Acredita-se que quase todas as grandes galáxias do Universo têm um buraco negro supermassivo no seu centro, com uma massa que varia entre milhões e milhares de milhões de vezes a do Sol.
Os buracos negros crescem consumindo matéria circundante, mas no processo também ejetam poderosos jatos de energia. Estes jatos aquecem o gás circundante, atrasando a formação de novas estrelas e afetando o crescimento da galáxia como um todo.
Há muito tempo isso representa um quebra-cabeça para os pesquisadores. À medida que um buraco negro emite jactos e aquece o gás circundante, o gás que de outra forma seria consumido pelo buraco negro – isto é, a sua fonte de energia – é disperso para longe. E, no entanto, porque é que os buracos negros não “ficam sem combustível” e, em vez disso, continuam a crescer?
Para explicar este mistério, os investigadores propuseram a seguinte hipótese: o gás expelido pelo calor eventualmente arrefece no espaço interestelar e condensa-se em estruturas finas, semelhantes a fios, chamadas filamentos. Esses filamentos então caem de volta em direção ao buraco negro.
Um estudo recém-publicado aproximou os pesquisadores da confirmação dessa ideia. Uma equipe internacional liderada por Julie Hlavacek-Larrondo professora da Universidade de Montreal observou a galáxia central NGC 4696 no aglomerado Centaurus e demonstrado uma conexão entre esses filamentos e seu buraco negro central.
Um “sistema de reciclagem cósmica” de aquecimento e resfriamento
NGC 4696 está localizada a cerca de 145 milhões de anos-luz da Terra. Foi objecto de extensas observações no passado, incluindo a descoberta de uma estrutura espiral em forma de S em torno do seu buraco negro central.
Para este estudo, a equipe observou a região central da galáxia por aproximadamente oito horas usando o espectrógrafo de infravermelho próximo (NIRSpec) do Telescópio Espacial James Webb (JWST). As observações alcançaram uma resolução suficientemente boa para distinguir estruturas com apenas cerca de 30 anos-luz de diâmetro. Para colocar isto em perspetiva, se uma galáxia com 300.000 anos-luz de largura fosse dimensionada para o tamanho de um campo de futebol, isso seria equivalente a identificar uma única bola de gude colocada nesse campo a uma distância de 50 quilómetros.
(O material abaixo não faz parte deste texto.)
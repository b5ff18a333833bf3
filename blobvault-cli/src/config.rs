// Config file handling

use anyhow::Result;
use blobvault_storage::Network;
use directories::ProjectDirs;
use serde::{Deserialize, Serialize};
use std::path::{Path, PathBuf};

#[derive(Serialize, Deserialize, Default, Debug, PartialEq)]
pub struct Config {
    pub network: Option<Network>,
    pub relay: Option<String>,
    pub epochs: Option<u32>,
    #[serde(default, skip_serializing_if = "Vec::is_empty")]
    pub mirrors: Vec<MirrorEntry>,
}

/// A Walrus publisher/aggregator pair; no publisher means download-only
#[derive(Serialize, Deserialize, Clone, Debug, PartialEq)]
pub struct MirrorEntry {
    pub name: String,
    pub publisher: Option<String>,
    pub aggregator: String,
}

impl Config {
    pub fn load() -> Result<Self> {
        Self::load_from(&Self::config_path()?)
    }

    pub fn save(&self) -> Result<()> {
        self.save_to(&Self::config_path()?)
    }

    pub fn load_from(path: &Path) -> Result<Self> {
        if !path.exists() {
            return Ok(Self::default());
        }

        let contents = std::fs::read_to_string(path)?;
        let config: Config = toml::from_str(&contents)?;
        Ok(config)
    }

    pub fn save_to(&self, path: &Path) -> Result<()> {
        if let Some(parent) = path.parent() {
            std::fs::create_dir_all(parent)?;
        }

        let contents = toml::to_string_pretty(self)?;
        std::fs::write(path, contents)?;
        Ok(())
    }

    pub fn config_path() -> Result<PathBuf> {
        // Uses platform-specific config directories:
        //   macOS:   ~/Library/Application Support/io.blobvault.blobvault/
        //   Linux:   ~/.config/blobvault/
        //   Windows: C:\Users\<user>\AppData\Roaming\blobvault\blobvault\
        let dirs = ProjectDirs::from("io", "blobvault", "blobvault")
            .ok_or_else(|| anyhow::anyhow!("Could not determine config directory"))?;
        Ok(dirs.config_dir().join("config.toml"))
    }
}
//! Upstream forwarding with mirror failover

use blobvault_storage::{
    BlobId, Mirror, MirrorSet, Role, StorageError, StorageResult, truncate_body,
};
use bytes::Bytes;
use reqwest::{Client, StatusCode, header};

use crate::config::Config;

/// A successful upstream upload, passed back unmodified
#[derive(Debug)]
pub struct UpstreamReply {
    pub status: StatusCode,
    pub content_type: Option<header::HeaderValue>,
    pub body: Bytes,
}

/// Forwards blob traffic to Walrus mirrors
///
/// Holds no blob state. The connection pool and mirror health counters are
/// the only things shared between requests.
pub struct Relay {
    http: Client,
    mirrors: MirrorSet,
}

impl Relay {
    pub fn new(config: &Config) -> StorageResult<Self> {
        let http = Client::builder()
            .timeout(config.request_timeout())
            .connect_timeout(config.connect_timeout())
            .user_agent(concat!("blobvault-server/", env!("CARGO_PKG_VERSION")))
            .build()?;

        Ok(Self {
            http,
            mirrors: MirrorSet::new(config.resolve_mirrors()?)?,
        })
    }

    pub fn mirrors(&self) -> &MirrorSet {
        &self.mirrors
    }

    /// PUT `body` on the first publisher that accepts it
    pub async fn store(&self, body: Bytes, epochs: u32) -> StorageResult<UpstreamReply> {
        self.mirrors
            .try_each(Role::Upload, |mirror| self.store_on(mirror, body.clone(), epochs))
            .await
    }

    /// GET `id` from the first aggregator that has it
    ///
    /// The response is returned before its body is read so it can be
    /// streamed through.
    pub async fn fetch(&self, id: &BlobId) -> StorageResult<reqwest::Response> {
        self.mirrors
            .try_each(Role::Download, |mirror| self.fetch_from(mirror, id))
            .await
    }

    async fn store_on(
        &self,
        mirror: Mirror,
        body: Bytes,
        epochs: u32,
    ) -> StorageResult<UpstreamReply> {
        let url = mirror
            .upload_url(epochs)
            .ok_or(StorageError::NoMirror("uploads"))?;
        tracing::debug!(mirror = mirror.name(), %url, size = body.len(), "Forwarding upload");

        let response = self
            .http
            .put(&url)
            .header(header::CONTENT_TYPE, "application/octet-stream")
            .body(body)
            .send()
            .await?;

        let status = response.status();
        if !status.is_success() {
            let body = response.text().await.unwrap_or_default();
            return Err(StorageError::Upload {
                status: status.as_u16(),
                message: format!("{} returned {status}: {}", mirror.name(), truncate_body(body)),
            });
        }

        let content_type = response.headers().get(header::CONTENT_TYPE).cloned();
        let body = response.bytes().await?;
        Ok(UpstreamReply {
            status,
            content_type,
            body,
        })
    }

    async fn fetch_from(&self, mirror: Mirror, id: &BlobId) -> StorageResult<reqwest::Response> {
        let url = mirror.download_url(id.as_str());
        tracing::debug!(mirror = mirror.name(), %url, "Forwarding download");

        let response = self.http.get(&url).send().await?;
        let status = response.status();

        if status.is_success() {
            return Ok(response);
        }
        if status == StatusCode::NOT_FOUND {
            return Err(StorageError::NotFound(id.to_string()));
        }
        Err(StorageError::Transport {
            status: Some(status.as_u16()),
            message: format!("{} returned {status}", mirror.name()),
        })
    }
}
O movimento observado do gás revelou que a espiral em forma de S é na verdade um disco giratório de gás orbitando o buraco negro. O disco tem cerca de 800 anos-luz de diâmetro, com gás puxado pela imensa gravidade do buraco negro girando a várias centenas de quilómetros por segundo. Uma diferença de velocidade de aproximadamente 600 quilômetros por segundo foi medida entre bordas opostas do disco.
As observações também mostraram que os filamentos – formados a partir de gás condensado – fluem diretamente para a borda do disco. O gás viaja ao longo desses filamentos, acumula-se no disco e é finalmente fornecido ao buraco negro como “combustível”. Pela primeira vez, todo esse caminho foi visualizado diretamente.
“O que o JWST está revelando é que os buracos negros podem ser os melhores recicladores cósmicos”, diz Hlavacek-Larrondo. “Eles liberam enormes quantidades de energia que aquecem o ambiente ao seu redor, mas esse mesmo gás pode mais tarde esfriar em filamentos finos que caem para dentro e alimentam novamente o buraco negro. Estamos finalmente vendo esse ciclo autossustentável em ação.”
Buracos Negros Controlam o Crescimento das Galáxias
Além das observações, a equipe de pesquisa realizou simulações computacionais, o que os levou à seguinte teoria:
À medida que o gás filamentar cai em direção ao buraco negro, os campos magnéticos esticados agem como cordas, exercendo um torque que remove o momento angular do gás. Como resultado, o gás cai no disco em vez de ser espalhado.